### Work to complete:
Below is a listing; reproduce each line of it exactly.

### Extracted data:
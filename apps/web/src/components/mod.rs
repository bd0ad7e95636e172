//! Shared UI components exported for routes and features.

mod already_signed_in;
pub(crate) mod layout;
pub(crate) mod ui;

pub(crate) use already_signed_in::AlreadySignedInPanel;
pub(crate) use layout::AppShell;
pub(crate) use ui::{
    Alert, AlertKind, Badge, Button, ButtonVariant, Card, SelectField, Spinner, StatCard,
    TextField, Toggle, Tone, options,
};
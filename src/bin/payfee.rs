use anyhow::Result;
use payfee::cli;

#[tokio::main]
async fn main() -> Result<()> {
    let action = cli::start()?;

    action.execute().await?;

    Ok(())
}
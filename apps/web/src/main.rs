#[cfg(target_arch = "wasm32")]
mod app;
#[cfg(target_arch = "wasm32")]
#[path = "lib/mod.rs"]
mod app_lib;
#[cfg(target_arch = "wasm32")]
mod components;
#[cfg(target_arch = "wasm32")]
mod features;
#[cfg(target_arch = "wasm32")]
mod routes;

#[cfg(target_arch = "wasm32")]
use crate::app::App;
#[cfg(target_arch = "wasm32")]
use leptos::prelude::mount_to_body;
#[cfg(target_arch = "wasm32")]
pub fn main() {
    app_lib::logging::init();
    tracing::info!(build = app_lib::build_info::git_commit_hash(), "payfee-web starting");
    mount_to_body(App);
}

#[cfg(not(target_arch = "wasm32"))]
pub fn main() {}
//! Auth feature: the session context, the route guards and the client for the
//! (mock) credential service. Passwords stay in the login and register forms
//! and are never logged.

pub(crate) mod client;
mod guards;
pub(crate) mod state;

pub(crate) use guards::{RequireAuth, ResolveRedirect};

### Result of the task:
filename apps/web/src/components/mod.rs
repository bd0ad7e95636e172
//! Shared UI components exported for routes and features.

mod already_signed_in;
pub(crate) mod layout;
pub(crate) mod ui;

pub(crate) use already_signed_in::AlreadySignedInPanel;
pub(crate) use layout::AppShell;
pub(crate) use ui::{
    Alert, AlertKind, Badge, Button, ButtonVariant, Card, SelectField, Spinner, StatCard,
    TextField, Toggle, Tone, options,
};
filename src/bin/payfee.rs
use anyhow::Result;
use payfee::cli;

#[tokio::main]
async fn main() -> Result<()> {
    let action = cli::start()?;

    action.execute().await?;

    Ok(())
}
filename apps/web/src/main.rs
#[cfg(target_arch = "wasm32")]
mod app;
#[cfg(target_arch = "wasm32")]
#[path = "lib/mod.rs"]
mod app_lib;
#[cfg(target_arch = "wasm32")]
mod components;
#[cfg(target_arch = "wasm32")]
mod features;
#[cfg(target_arch = "wasm32")]
mod routes;

#[cfg(target_arch = "wasm32")]
use crate::app::App;
#[cfg(target_arch = "wasm32")]
use leptos::prelude::mount_to_body;
#[cfg(target_arch = "wasm32")]
pub fn main() {
    app_lib::logging::init();
    tracing::info!(build = app_lib::build_info::git_commit_hash(), "payfee-web starting");
    mount_to_body(App);
}

#[cfg(not(target_arch = "wasm32"))]
pub fn main() {}
//! Auth feature: the session context, the route guards and the client for the
//! (mock) credential service. Passwords stay in the login and register forms
//! and are never logged.

pub(crate) mod client;
mod guards;
pub(crate) mod state;

pub(crate) use guards::{RequireAuth, ResolveRedirect};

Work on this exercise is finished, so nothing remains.